Laws that prohibit businesses from engaging in anticompetitive practices

What are Antitrust Acts?

Antitrust acts are laws that prohibit businesses from engaging in certain practices that are deemed anticompetitive and that restrain trade. Some of the anticompetitive practices may include price discrimination, price fixing, market segmentation, hostile takeovers, etc. Engaging in such practices benefits only the large companies while disadvantaging the small enterprises and consumers who depend on the products offered in the market.

 

 Antitrust Acts

 

Antitrust laws apply to all industries such as transportation, manufacturing, technology, service, distribution, etc. The United States Congress has passed various antitrust laws since the 1890s. The laws aim to promote fair competition, protect consumers and small businesses, and prevent anti-competitive business practices.

 

Popular Antitrust Acts in the United States

Various antitrust statutes have been formulated and passed by the US Congress in a bid to protect consumers and small businesses from anticompetitive business practices. Small businesses form the majority of enterprises in the United States. They get affected the most when large companies are allowed to continue with their predatory business practices. Over the years, antitrust laws have continually evolved to keep up with market disruptions and guard against would-be monopolies. Some of these antitrust laws include:

 

1. Sherman Antitrust Act

The Sherman Antitrust Act is the oldest legislation to curtail the powers of monopolies and cartels. The law was proposed in 1890 by Senator John Sherman of Ohio, who was an expert in trade regulation. The law was aimed at addressing the issue of interstate commerce by regulating trusts that concentrated power in the hands of a few entities.

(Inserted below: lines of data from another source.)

//! Registry: creates, caches and wires named circuit breakers
//!
//! The registry is the only public entry point applications use. It is an
//! explicit, injectable object rather than process-wide state, so tests
//! construct isolated registries freely.

use std::collections::HashMap;
use std::sync::Arc;
use tokio::sync::Mutex;
use tracing::debug;

use crate::circuit::CircuitBreaker;
use crate::errors::StorageError;
use crate::events::{CircuitEvent, EventBus};
use crate::storage::{MemoryStorage, StorageBackend};

/// Per-circuit settings, fixed at record-creation time.
#[derive(Debug, Clone, PartialEq)]
pub struct CircuitConfig {
    /// Consecutive failures tolerated while Closed before opening
    pub threshold: u32,
    /// Cool-down in seconds before an Open circuit may probe
    pub ttl: f64,
}

impl Default for CircuitConfig {
    fn default() -> Self {
        Self {
            threshold: 5,
            ttl: 30.0,
        }
    }
}

/// Factory and cache for named [`CircuitBreaker`]s, all bound to one
/// backing store and one hook list.
#[derive(Debug)]
pub struct Registry {
    storage: Arc<dyn StorageBackend>,
    events: EventBus,
    defaults: CircuitConfig,
    breakers: Mutex<HashMap<String, Arc<CircuitBreaker>>>,
}

impl Registry {
    /// Start configuring a registry.
    pub fn builder() -> RegistryBuilder {
        RegistryBuilder::new()
    }

    /// Registry over an in-memory store with default settings.
    pub fn new() -> Self {
        Self::builder().build()
    }

    /// Return the breaker for `name`, creating it with the registry's
    /// default threshold and ttl on first request.
    pub async fn get(&self, name: &str) -> Result<Arc<CircuitBreaker>, StorageError> {
        self.get_with(name, self.defaults.clone()).await
    }

    /// Return the breaker for `name`, creating its record with `config`
    /// on first request. If any process already created the record, the
    /// existing threshold and ttl win and `config` is ignored
    /// (first-writer-wins).
    ///
    /// # Panics
    ///
    /// Panics if `config.threshold` is 0 or `config.ttl` is not positive,
    /// matching the builder's validation.
    pub async fn get_with(
        &self,
        name: &str,
        config: CircuitConfig,
    ) -> Result<Arc<CircuitBreaker>, StorageError> {
        assert!(config.threshold > 0, "threshold must be positive");
        assert!(config.ttl > 0.0, "ttl must be positive");

        let mut breakers = self.breakers.lock().await;
        if let Some(breaker) = breakers.get(name) {
            return Ok(breaker.clone());
        }

        let (record, created) = self
            .storage
            .get_or_create(name, config.threshold, config.ttl)
            .await?;
        if created {
            self.events.emit(&CircuitEvent::Created {
                circuit: name.to_string(),
            });
        }
        debug!(
            circuit = name,
            threshold = record.threshold,
            ttl = record.ttl,
            created,
            "circuit bound"
        );

        let breaker = Arc::new(CircuitBreaker::new(
            name,
            self.storage.clone(),
            self.events.clone(),
        ));
        breakers.insert(name.to_string(), breaker.clone());
        Ok(breaker)
    }
}

impl Default for Registry {
    fn default() -> Self {
        Self::new()
    }
}

/// Builder for a [`Registry`] with fluent configuration.
pub struct RegistryBuilder {
    storage: Option<Arc<dyn StorageBackend>>,
    defaults: CircuitConfig,
    events: EventBus,
}

impl RegistryBuilder {
    pub fn new() -> Self {
        Self {
            storage: None,
            defaults: CircuitConfig::default(),
            events: EventBus::new(),
        }
    }

    /// Default failure threshold for circuits created by this registry.
    ///
    /// # Panics
    ///
    /// Panics if `threshold` is 0.
    pub fn threshold(mut self, threshold: u32) -> Self {
        assert!(threshold > 0, "threshold must be positive");
        self.defaults.threshold = threshold;
        self
    }

    /// Default cool-down in seconds before an Open circuit may probe.
    ///
    /// # Panics
    ///
    /// Panics if `ttl` is not positive.
    pub fn ttl_secs(mut self, ttl: f64) -> Self {
        assert!(ttl > 0.0, "ttl must be positive");
        self.defaults.ttl = ttl;
        self
    }

    /// Backing store shared by every breaker from this registry.
    /// Defaults to a fresh [`MemoryStorage`].
    pub fn storage(mut self, storage: Arc<dyn StorageBackend>) -> Self {
        self.storage = Some(storage);
        self
    }

    /// Register an event hook. May be called multiple times; hooks fire
    /// in registration order.
    pub fn on_event<F>(mut self, hook: F) -> Self
    where
        F: Fn(&CircuitEvent) + Send + Sync + 'static,
    {
        self.events.subscribe(Arc::new(hook));
        self
    }

    /// Build the registry.
    pub fn build(self) -> Registry {
        let storage = self
            .storage
            .unwrap_or_else(|| Arc::new(MemoryStorage::new()));

        Registry {
            storage,
            events: self.events,
            defaults: self.defaults,
            breakers: Mutex::new(HashMap::new()),
        }
    }
}

impl Default for RegistryBuilder {
    fn default() -> Self {
        Self::new()
    }
}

The bill was proposed during the “Gilded Age” when the United States experienced rapid economic growth, which gave rise to monopolies in key industries. For example, companies such as Standard Oil were blamed for monopolizing the energy industry and pushing out small competitors.

The Sherman Act comprises three sections. Section One of the act outlaws anticompetitive practices that restrain trade. Some of these practices include agreements to fix prices, combinations to form conglomerates, agreement to exclude other competitors from certain segments of the market, etc.

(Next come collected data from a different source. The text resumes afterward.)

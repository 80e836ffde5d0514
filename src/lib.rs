//! Tripswitch - named, shared circuit breakers with pluggable persistence
//!
//! This crate provides the fail-fast/fail-recover state machine and its
//! persistence contract:
//! - Three-state lifecycle (Closed → Open → HalfOpen) driven by
//!   consecutive-failure thresholds and a cool-down ttl
//! - Authoritative state in a backing store: in-memory for one process,
//!   a remote key-value store for many processes sharing one circuit
//! - Lazy expiry: the open window is data checked on read, no timers
//! - A registry that creates and caches named breakers and fans
//!   lifecycle events out to registered hooks
//!
//! # Example
//!
//! ```no_run
//! use tripswitch::{CircuitError, Registry};
//!
//! # async fn demo() -> Result<(), Box<dyn std::error::Error>> {
//! let registry = Registry::builder()
//!     .threshold(3)
//!     .ttl_secs(10.0)
//!     .on_event(|event| println!("circuit event: {event:?}"))
//!     .build();
//!
//! let breaker = registry.get("payment_api").await?;
//!
//! match breaker.call(|| async { payment_request().await }).await {
//!     Ok(receipt) => println!("paid: {receipt}"),
//!     Err(CircuitError::Open { circuit }) => println!("{circuit} is open, using fallback"),
//!     Err(CircuitError::Storage(e)) => return Err(e.into()),
//!     Err(CircuitError::Execution(e)) => return Err(e.into()),
//! }
//! # Ok(())
//! # }
//! # async fn payment_request() -> Result<String, std::io::Error> { Ok("ok".to_string()) }
//! ```
//!
//! Multiple processes share a circuit by handing the registry a
//! [`RemoteStorage`] built over any [`KeyValueClient`] implementation;
//! the breaker itself holds no state, so every instance bound to the
//! same store observes the same view.

mod clock;

pub mod circuit;
pub mod errors;
pub mod events;
pub mod registry;
pub mod state;
pub mod storage;

pub use circuit::CircuitBreaker;
pub use errors::{CircuitError, StorageError};
pub use events::{CircuitEvent, EventBus, Hook};
pub use registry::{CircuitConfig, Registry, RegistryBuilder};
pub use state::{CircuitRecord, CircuitState};
pub use storage::{KeyValueClient, MemoryStorage, RemoteStorage, StorageBackend, Transition};
// Sun Oct 18 2026 - Alex

pub mod config;
pub mod output;
pub mod search;
pub mod ui;
pub mod utils;

pub use config::Config;
pub use output::OutputManager;
pub use search::{find_median, find_pivot, MedianError, MedianResult, PivotMedianFinder};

The second section of the Sherman Antitrust Act outlaws monopolization or attempts to monopolize, and it regulates mergers and acquisitions that concentrate too much power in the hands of a few entities. Companies must get approval from the Federal Trade Commission and Department of Justice before completing a mergers and acquisition transaction. The last section of the Sherman Act extends the provisions in the first and second sections to the District of Columbia and US Territories.

 

2. Clayton Antitrust Act

The Clayton Antitrust Act was enacted as an improvement of the Sherman Act of 1890. American lawmaker Henry De Lamar Clayton of Alabama proposed the bill. He sought to expand the list of outlawed anticompetitive practices to allow a level playing field for all businesses. The bill was passed in June 1914 and signed into law in October 1914 by President Woodrow Wilson.

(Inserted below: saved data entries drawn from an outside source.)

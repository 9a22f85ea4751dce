// Sun Oct 18 2026 - Alex

pub mod error;
pub mod median;
pub mod pivot;
pub mod reference;
pub mod sweep;

pub use error::MedianError;
pub use median::{find_median, MedianResult, PivotMedianFinder};
pub use pivot::{find_pivot, trace_pivot, PivotTrace, SearchStep, StepAction};
pub use reference::{check_rotated, is_rotated, rotate, sorted_median};
pub use sweep::{sweep, SweepMismatch, SweepReport};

Some of the anticompetitive practices that the Clayton Antitrust Act banned include price discrimination, exclusive sales contracts, anti-competitive mergers, and local price cutting. Unlike the Sherman Act, the Clayton Act made activities of trade unions legal. It meant that practices such as picketing, boycotts, agricultural strikes, and peaceful demonstration would not be considered anticompetitive in a court of law. The legislation comprises a total of 26 sections, with some sections being more popular than others.

 

3. Hart-Scott-Rodino Act

The Hart-Scott-Rodino Act, also known as the HSR Act, was enacted into law in 1976 during the tenure of President Gerald Ford. The HSR Act requires companies to file a pre-merger notification report with the Federal Trade Commission (FTC) and the Department of Justice (DOJ) before completing a mergers and acquisitions transaction.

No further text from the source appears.